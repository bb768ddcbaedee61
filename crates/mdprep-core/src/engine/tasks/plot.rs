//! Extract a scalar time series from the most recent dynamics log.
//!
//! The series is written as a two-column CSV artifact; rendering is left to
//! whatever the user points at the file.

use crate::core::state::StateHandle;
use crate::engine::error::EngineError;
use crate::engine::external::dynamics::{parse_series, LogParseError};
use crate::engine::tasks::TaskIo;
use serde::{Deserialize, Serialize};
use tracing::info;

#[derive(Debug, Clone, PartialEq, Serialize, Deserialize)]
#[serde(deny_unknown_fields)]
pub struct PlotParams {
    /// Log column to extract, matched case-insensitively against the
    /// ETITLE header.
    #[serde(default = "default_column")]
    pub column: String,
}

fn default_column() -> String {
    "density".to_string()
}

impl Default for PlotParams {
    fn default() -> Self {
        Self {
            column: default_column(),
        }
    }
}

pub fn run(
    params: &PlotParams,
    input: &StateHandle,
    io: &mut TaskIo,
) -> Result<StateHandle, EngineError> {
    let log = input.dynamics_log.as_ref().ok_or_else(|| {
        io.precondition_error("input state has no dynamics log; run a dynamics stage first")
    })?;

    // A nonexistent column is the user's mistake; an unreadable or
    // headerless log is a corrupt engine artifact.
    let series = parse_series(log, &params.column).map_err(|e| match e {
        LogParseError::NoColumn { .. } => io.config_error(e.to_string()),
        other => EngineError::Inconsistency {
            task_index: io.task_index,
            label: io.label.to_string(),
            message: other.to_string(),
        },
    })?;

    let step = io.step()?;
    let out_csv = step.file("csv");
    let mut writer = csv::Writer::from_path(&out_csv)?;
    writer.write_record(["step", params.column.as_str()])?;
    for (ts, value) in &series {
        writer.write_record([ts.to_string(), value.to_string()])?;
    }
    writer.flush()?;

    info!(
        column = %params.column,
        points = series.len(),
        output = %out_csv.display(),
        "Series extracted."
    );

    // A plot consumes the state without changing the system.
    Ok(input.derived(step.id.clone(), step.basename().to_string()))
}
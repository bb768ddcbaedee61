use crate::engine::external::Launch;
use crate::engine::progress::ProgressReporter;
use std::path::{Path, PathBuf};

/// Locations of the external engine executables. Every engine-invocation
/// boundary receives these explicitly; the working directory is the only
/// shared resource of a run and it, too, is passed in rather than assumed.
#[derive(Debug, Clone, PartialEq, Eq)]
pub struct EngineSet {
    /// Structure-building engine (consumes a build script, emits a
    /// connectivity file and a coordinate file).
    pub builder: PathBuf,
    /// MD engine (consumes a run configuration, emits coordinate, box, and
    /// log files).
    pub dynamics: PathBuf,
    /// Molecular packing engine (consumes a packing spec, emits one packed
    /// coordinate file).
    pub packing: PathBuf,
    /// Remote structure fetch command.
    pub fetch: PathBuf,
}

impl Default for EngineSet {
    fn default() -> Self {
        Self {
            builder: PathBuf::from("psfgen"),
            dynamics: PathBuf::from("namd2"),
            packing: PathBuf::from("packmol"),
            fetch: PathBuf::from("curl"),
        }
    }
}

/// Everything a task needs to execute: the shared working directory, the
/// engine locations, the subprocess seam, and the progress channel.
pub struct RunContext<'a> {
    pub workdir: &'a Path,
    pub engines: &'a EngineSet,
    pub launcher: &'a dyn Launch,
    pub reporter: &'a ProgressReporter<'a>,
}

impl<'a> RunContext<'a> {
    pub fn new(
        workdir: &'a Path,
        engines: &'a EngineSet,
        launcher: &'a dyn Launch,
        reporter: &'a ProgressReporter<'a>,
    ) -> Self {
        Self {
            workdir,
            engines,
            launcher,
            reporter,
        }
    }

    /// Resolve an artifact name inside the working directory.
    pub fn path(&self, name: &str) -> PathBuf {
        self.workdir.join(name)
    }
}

· · ·

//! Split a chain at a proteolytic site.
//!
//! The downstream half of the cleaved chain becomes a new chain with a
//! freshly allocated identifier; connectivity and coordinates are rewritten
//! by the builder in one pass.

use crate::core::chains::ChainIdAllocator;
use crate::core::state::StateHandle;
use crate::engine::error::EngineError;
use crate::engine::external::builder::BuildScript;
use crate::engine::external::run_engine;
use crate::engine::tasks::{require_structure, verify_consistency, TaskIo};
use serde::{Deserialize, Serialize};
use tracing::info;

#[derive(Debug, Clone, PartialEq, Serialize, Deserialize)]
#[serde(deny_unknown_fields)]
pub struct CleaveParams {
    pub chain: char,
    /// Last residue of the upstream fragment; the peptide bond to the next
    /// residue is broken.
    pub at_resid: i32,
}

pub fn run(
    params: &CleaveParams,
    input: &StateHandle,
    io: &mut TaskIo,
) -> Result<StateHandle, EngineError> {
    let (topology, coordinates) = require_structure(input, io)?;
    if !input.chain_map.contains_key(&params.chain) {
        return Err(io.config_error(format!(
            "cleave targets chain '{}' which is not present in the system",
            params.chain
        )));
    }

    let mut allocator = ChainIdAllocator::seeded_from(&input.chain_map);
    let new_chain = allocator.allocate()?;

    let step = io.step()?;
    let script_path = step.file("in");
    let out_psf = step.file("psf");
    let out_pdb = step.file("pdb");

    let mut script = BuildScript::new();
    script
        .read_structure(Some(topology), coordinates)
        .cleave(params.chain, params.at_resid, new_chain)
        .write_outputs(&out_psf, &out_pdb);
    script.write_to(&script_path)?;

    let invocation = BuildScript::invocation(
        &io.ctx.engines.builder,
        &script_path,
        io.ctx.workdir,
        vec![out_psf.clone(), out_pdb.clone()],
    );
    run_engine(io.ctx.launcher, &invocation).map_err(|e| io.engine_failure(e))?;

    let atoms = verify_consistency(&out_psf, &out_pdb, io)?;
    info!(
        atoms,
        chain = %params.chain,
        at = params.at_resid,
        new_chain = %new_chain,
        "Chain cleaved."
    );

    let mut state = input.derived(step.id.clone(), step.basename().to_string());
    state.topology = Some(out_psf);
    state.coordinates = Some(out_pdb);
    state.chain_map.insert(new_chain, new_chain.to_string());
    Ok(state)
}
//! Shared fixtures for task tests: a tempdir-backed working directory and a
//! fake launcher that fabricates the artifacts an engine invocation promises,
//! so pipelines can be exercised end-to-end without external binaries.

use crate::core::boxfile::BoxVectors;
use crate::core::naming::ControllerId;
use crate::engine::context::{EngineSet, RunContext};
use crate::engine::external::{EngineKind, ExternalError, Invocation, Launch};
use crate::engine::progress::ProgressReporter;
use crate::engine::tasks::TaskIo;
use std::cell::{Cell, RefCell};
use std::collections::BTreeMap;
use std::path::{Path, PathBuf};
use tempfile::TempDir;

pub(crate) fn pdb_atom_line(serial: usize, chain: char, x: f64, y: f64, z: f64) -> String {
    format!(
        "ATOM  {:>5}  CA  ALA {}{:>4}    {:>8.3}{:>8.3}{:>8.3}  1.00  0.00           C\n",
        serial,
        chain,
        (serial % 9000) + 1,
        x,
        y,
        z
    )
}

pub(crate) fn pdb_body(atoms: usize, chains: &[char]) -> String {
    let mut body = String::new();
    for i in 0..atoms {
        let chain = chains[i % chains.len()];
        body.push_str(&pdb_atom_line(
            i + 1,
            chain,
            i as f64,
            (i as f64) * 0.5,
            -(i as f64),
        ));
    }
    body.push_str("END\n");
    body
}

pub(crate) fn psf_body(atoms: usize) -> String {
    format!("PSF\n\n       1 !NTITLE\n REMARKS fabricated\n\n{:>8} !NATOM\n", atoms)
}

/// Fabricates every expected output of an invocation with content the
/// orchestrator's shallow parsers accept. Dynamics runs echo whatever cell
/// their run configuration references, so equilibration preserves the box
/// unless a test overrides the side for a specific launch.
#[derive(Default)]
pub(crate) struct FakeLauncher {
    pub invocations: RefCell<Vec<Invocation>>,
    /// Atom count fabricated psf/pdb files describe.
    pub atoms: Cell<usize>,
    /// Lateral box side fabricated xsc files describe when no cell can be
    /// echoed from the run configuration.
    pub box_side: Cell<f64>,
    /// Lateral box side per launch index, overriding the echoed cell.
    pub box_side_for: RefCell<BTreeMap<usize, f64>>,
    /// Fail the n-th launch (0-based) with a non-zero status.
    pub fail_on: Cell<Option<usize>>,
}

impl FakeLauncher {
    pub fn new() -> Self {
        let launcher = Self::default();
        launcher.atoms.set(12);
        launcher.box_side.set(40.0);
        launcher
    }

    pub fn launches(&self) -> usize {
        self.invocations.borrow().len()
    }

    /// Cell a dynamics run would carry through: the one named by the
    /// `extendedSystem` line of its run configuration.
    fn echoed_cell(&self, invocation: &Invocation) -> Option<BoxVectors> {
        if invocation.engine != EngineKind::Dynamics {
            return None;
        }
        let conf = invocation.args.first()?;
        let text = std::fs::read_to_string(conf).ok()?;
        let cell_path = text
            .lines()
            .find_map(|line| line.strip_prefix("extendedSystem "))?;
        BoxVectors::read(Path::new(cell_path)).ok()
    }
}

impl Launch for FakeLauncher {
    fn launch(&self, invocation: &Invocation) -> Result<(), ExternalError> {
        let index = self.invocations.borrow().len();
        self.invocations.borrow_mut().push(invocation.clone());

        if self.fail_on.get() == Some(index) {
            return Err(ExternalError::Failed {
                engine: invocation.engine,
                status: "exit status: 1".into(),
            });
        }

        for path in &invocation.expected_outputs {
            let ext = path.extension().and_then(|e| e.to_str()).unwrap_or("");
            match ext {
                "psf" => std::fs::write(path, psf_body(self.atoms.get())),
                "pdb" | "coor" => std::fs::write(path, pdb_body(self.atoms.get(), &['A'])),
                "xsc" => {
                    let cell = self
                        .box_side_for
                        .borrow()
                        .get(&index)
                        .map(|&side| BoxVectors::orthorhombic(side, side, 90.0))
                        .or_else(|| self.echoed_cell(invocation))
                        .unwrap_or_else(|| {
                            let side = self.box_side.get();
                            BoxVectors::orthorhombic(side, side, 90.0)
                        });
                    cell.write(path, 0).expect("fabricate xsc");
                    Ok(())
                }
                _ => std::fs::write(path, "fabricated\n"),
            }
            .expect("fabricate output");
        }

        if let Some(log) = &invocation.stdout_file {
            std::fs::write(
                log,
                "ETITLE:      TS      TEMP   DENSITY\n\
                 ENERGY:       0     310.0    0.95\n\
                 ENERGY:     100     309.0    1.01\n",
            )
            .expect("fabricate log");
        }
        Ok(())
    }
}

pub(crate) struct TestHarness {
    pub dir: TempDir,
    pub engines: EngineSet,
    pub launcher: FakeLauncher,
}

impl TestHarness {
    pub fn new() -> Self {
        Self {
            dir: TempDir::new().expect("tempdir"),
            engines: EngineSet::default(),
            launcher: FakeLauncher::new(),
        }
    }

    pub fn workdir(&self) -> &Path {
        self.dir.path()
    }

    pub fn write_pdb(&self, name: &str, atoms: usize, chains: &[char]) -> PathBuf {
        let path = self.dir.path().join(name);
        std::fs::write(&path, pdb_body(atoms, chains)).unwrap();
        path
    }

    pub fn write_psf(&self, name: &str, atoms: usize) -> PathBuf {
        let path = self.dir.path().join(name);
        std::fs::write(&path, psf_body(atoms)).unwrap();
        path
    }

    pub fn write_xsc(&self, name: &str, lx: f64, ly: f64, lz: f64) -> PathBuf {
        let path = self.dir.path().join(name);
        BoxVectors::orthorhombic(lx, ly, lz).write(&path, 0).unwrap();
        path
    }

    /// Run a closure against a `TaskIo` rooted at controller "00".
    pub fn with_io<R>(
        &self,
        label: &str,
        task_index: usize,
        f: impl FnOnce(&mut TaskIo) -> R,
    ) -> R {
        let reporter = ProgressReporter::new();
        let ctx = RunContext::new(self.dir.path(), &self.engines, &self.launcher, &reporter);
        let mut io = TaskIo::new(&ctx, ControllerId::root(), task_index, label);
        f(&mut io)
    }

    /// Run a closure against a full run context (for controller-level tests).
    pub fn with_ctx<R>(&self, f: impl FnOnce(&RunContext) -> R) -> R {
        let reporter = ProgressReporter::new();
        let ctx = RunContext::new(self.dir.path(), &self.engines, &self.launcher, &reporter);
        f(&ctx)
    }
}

· · ·

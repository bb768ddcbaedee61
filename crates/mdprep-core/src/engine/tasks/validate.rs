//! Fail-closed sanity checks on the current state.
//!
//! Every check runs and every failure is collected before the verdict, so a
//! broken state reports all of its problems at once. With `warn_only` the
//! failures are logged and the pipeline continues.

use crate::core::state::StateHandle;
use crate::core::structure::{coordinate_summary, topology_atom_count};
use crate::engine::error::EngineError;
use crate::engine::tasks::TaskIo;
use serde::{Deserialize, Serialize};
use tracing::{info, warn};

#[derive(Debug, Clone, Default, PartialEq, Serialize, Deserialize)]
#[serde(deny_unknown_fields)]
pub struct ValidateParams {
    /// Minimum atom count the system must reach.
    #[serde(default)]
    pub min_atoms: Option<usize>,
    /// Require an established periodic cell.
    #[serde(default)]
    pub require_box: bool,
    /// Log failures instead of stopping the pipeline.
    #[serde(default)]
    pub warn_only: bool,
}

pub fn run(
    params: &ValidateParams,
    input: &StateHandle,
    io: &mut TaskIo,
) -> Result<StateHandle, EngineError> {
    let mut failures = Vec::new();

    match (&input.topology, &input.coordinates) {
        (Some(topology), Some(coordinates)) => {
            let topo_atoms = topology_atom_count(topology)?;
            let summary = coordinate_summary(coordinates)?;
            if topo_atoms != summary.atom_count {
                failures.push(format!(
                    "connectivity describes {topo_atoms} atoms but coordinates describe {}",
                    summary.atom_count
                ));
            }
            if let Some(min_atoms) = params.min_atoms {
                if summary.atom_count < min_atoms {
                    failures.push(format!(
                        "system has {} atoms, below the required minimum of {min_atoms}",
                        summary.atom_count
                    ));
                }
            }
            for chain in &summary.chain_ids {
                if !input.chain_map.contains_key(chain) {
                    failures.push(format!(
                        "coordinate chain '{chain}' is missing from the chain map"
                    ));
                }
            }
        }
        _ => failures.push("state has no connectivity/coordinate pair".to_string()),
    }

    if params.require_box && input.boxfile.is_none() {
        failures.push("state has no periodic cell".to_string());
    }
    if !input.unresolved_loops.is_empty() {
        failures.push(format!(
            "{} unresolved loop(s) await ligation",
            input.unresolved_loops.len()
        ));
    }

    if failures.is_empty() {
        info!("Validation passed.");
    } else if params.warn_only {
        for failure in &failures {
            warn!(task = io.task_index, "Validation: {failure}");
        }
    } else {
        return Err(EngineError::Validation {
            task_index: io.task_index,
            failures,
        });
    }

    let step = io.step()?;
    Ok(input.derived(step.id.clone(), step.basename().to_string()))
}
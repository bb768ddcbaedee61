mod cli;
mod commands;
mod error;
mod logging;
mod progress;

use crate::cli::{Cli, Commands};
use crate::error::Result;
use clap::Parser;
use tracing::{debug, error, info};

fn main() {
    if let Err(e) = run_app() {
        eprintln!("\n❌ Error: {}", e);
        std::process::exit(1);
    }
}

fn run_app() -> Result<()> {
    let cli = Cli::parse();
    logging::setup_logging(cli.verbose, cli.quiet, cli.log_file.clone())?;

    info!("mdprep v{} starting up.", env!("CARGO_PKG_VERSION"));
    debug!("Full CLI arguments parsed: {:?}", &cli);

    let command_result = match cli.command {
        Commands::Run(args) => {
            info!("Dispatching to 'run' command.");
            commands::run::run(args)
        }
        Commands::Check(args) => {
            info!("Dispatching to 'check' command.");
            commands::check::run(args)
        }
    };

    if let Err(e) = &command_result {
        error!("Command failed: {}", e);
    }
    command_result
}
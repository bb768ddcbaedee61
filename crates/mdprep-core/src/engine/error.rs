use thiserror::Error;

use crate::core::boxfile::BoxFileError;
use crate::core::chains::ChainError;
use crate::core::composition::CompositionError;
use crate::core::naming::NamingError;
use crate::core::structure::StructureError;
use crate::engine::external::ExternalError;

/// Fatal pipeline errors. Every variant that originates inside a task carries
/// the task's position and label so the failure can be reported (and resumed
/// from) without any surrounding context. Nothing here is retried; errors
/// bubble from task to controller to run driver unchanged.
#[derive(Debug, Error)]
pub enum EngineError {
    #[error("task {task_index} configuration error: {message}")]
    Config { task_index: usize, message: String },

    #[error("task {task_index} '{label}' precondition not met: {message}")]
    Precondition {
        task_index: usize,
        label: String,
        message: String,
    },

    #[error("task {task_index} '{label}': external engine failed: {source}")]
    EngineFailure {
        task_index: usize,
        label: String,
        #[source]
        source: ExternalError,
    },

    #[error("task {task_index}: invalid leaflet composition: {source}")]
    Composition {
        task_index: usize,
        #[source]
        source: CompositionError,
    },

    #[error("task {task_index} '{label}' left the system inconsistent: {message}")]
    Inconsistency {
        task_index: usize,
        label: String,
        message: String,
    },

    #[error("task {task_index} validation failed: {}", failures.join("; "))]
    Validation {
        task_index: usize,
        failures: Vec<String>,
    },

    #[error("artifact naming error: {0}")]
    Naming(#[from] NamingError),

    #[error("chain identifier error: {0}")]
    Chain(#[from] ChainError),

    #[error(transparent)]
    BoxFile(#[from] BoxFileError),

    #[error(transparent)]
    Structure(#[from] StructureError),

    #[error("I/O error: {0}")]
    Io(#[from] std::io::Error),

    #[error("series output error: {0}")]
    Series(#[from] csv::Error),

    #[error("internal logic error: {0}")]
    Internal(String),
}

· · ·

- **Work instruction**: Give back, exactly as written, the stretch from the line with "impl Default for PlotParams" through the line with "let log = input.dynamics_log.as_ref().ok_or_else(||", and no other lines from the records above.

- **Answer**:
impl Default for PlotParams {
    fn default() -> Self {
        Self {
            column: default_column(),
        }
    }
}

pub fn run(
    params: &PlotParams,
    input: &StateHandle,
    io: &mut TaskIo,
) -> Result<StateHandle, EngineError> {
    let log = input.dynamics_log.as_ref().ok_or_else(|| {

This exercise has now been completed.